Tay: It starts and ends with the attitude. If you have the willingness to learn and the fortitude to do the hard yards necessarily to make the work good, we will invest time to teach you what we know and create opportunities to help you grow. This was especially true of our leadership, the generational talents that Ong mentioned. They aren’t just department heads to us, they are the future of our agency.
As a start-up, we had to keep the size of the team sustainable during the early years but that’s changing now. We ended 2021 with about 30 people. We’re now 45 and will be 60 by year’s end.
A+M: It's common for agencies to say that they put their people first and focus on talent growth.
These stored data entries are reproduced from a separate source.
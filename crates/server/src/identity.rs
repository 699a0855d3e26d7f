//! Identity verification.
//!
//! A connection proves who it is once, in its `ClientHello`. The resulting
//! [`IdentityHandle`] is bound to the connection for its whole life.

use async_trait::async_trait;
use std::sync::Arc;
use tracing::{debug, info};

use crate::error::{SessionError, SessionResult};
use crate::persistence::{Persistence, UserRecord};

/// Verified (user id, display name) pair.
#[derive(Debug, Clone, PartialEq, Eq, Hash)]
pub struct IdentityHandle {
    pub user_id: u64,
    pub username: String,
}

impl IdentityHandle {
    pub fn new(user_id: u64, username: impl Into<String>) -> Self {
        Self {
            user_id,
            username: username.into(),
        }
    }
}

/// Credentials presented by a client.
#[derive(Clone)]
pub struct Credentials {
    pub username: String,
    pub password: String,
}

impl Credentials {
    pub fn new(username: impl Into<String>, password: impl Into<String>) -> Self {
        Self {
            username: username.into(),
            password: password.into(),
        }
    }

    fn validate(&self) -> SessionResult<()> {
        if self.username.trim().is_empty() || self.password.is_empty() {
            return Err(SessionError::InvalidRequest("Username and password are required."));
        }
        Ok(())
    }
}

impl std::fmt::Debug for Credentials {
    fn fmt(&self, f: &mut std::fmt::Formatter<'_>) -> std::fmt::Result {
        f.debug_struct("Credentials")
            .field("username", &self.username)
            .field("password", &"<redacted>")
            .finish()
    }
}

#[async_trait]
pub trait IdentityVerifier: Send + Sync {
    /// Check credentials against a stored account.
    async fn verify(&self, credentials: &Credentials) -> SessionResult<IdentityHandle>;

    /// Create an account and return its identity.
    async fn register(&self, credentials: &Credentials) -> SessionResult<IdentityHandle>;
}

/// Username/password accounts stored in [`Persistence`], hashed with bcrypt.
pub struct PasswordVerifier {
    store: Arc<Persistence>,
    cost: u32,
}

impl PasswordVerifier {
    pub fn new(store: Arc<Persistence>) -> Self {
        Self::with_cost(store, bcrypt::DEFAULT_COST)
    }

    /// Use a specific bcrypt cost. Tests use the minimum (4) to stay fast.
    pub fn with_cost(store: Arc<Persistence>, cost: u32) -> Self {
        Self { store, cost }
    }
}

#[async_trait]
impl IdentityVerifier for PasswordVerifier {
    async fn verify(&self, credentials: &Credentials) -> SessionResult<IdentityHandle> {
        credentials.validate()?;
        let username = credentials.username.trim();

        let Some((user_id, user)) = self.store.find_user(username)? else {
            debug!(username, "login for unknown user");
            return Err(SessionError::Unauthenticated);
        };

        // bcrypt is CPU bound; keep it off the async workers.
        let password = credentials.password.clone();
        let hash = user.password_hash.clone();
        let matches = tokio::task::spawn_blocking(move || bcrypt::verify(password, &hash))
            .await
            .map_err(|e| SessionError::Storage(format!("verify task failed: {e}")))?
            .map_err(|e| SessionError::Storage(e.to_string()))?;

        if !matches {
            debug!(username, "login with wrong password");
            return Err(SessionError::Unauthenticated);
        }
        Ok(IdentityHandle::new(user_id, user.username))
    }

    async fn register(&self, credentials: &Credentials) -> SessionResult<IdentityHandle> {
        credentials.validate()?;
        let username = credentials.username.trim().to_string();

        if self.store.find_user(&username)?.is_some() {
            return Err(SessionError::UsernameTaken(username));
        }

        let password = credentials.password.clone();
        let cost = self.cost;
        let password_hash = tokio::task::spawn_blocking(move || bcrypt::hash(password, cost))
            .await
            .map_err(|e| SessionError::Storage(format!("hash task failed: {e}")))?
            .map_err(|e| SessionError::Storage(e.to_string()))?;

        let user_id = self.store.insert_user(&UserRecord {
            username: username.clone(),
            password_hash,
        })?;
        info!(user_id, username = %username, "registered new user");
        Ok(IdentityHandle::new(user_id, username))
    }
}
What is FCB doing differently in this case?
Tay: One of the great things about being part of the FCB network is that we get connected to an amazing pool of talent development programmes. These range from knowledge opportunities in areas such as data science and sustainability marketing to thought leadership engagement on topics such as DEI, talent profiling opportunities to the huge number of innovation webinars, workshops, and conferences that are always available to us.
But if you are looking for tangible proof of putting our people first, here are some examples. In our first year of profitability in 2019, the first thing we did was spend it on a company trip to reward our people for getting us to this point. We also consistently promoted our best performing talents even during our reboot/start-up years.
During the last two years of pandemic, we didn’t retrench a single person nor even cut staff salaries except for two - Ong's and mine. And the first thing we did after another profitable year in 2021 wasn’t a salary payback (not planning to do it) but doubling down talent with another round of promotions to our top talents and rising stars as well as additional investment in new talents.
A+M: The past two and a half years have been challenging but also eventful, especially 2021 since it was your most profitable year. Why did you think this was the case?
Tay: We already had more than two years operating as a reboot/start-up and thus were already lean and agile before the pandemic. With minimal overheads and our hands-on approach to work, pivoting was second nature to us, and we found a lot of new client opportunities open to us in 2020. That trend accelerated in 2021 and looks set to continue this year.
That said, all credit to the team for jumping on and really owning these opportunities when they materialised. Without the effort they had put in, this article likely won’t be out now! And that’s why the decision Ong and I made to put people before profit were easy ones to make!
A+M: What are some trends and innovations are you and Ong excited about?
Tay: The trend of more clients viewing locally owned or independent shops as being more relevant and committed to their businesses. This excites me more than any universe.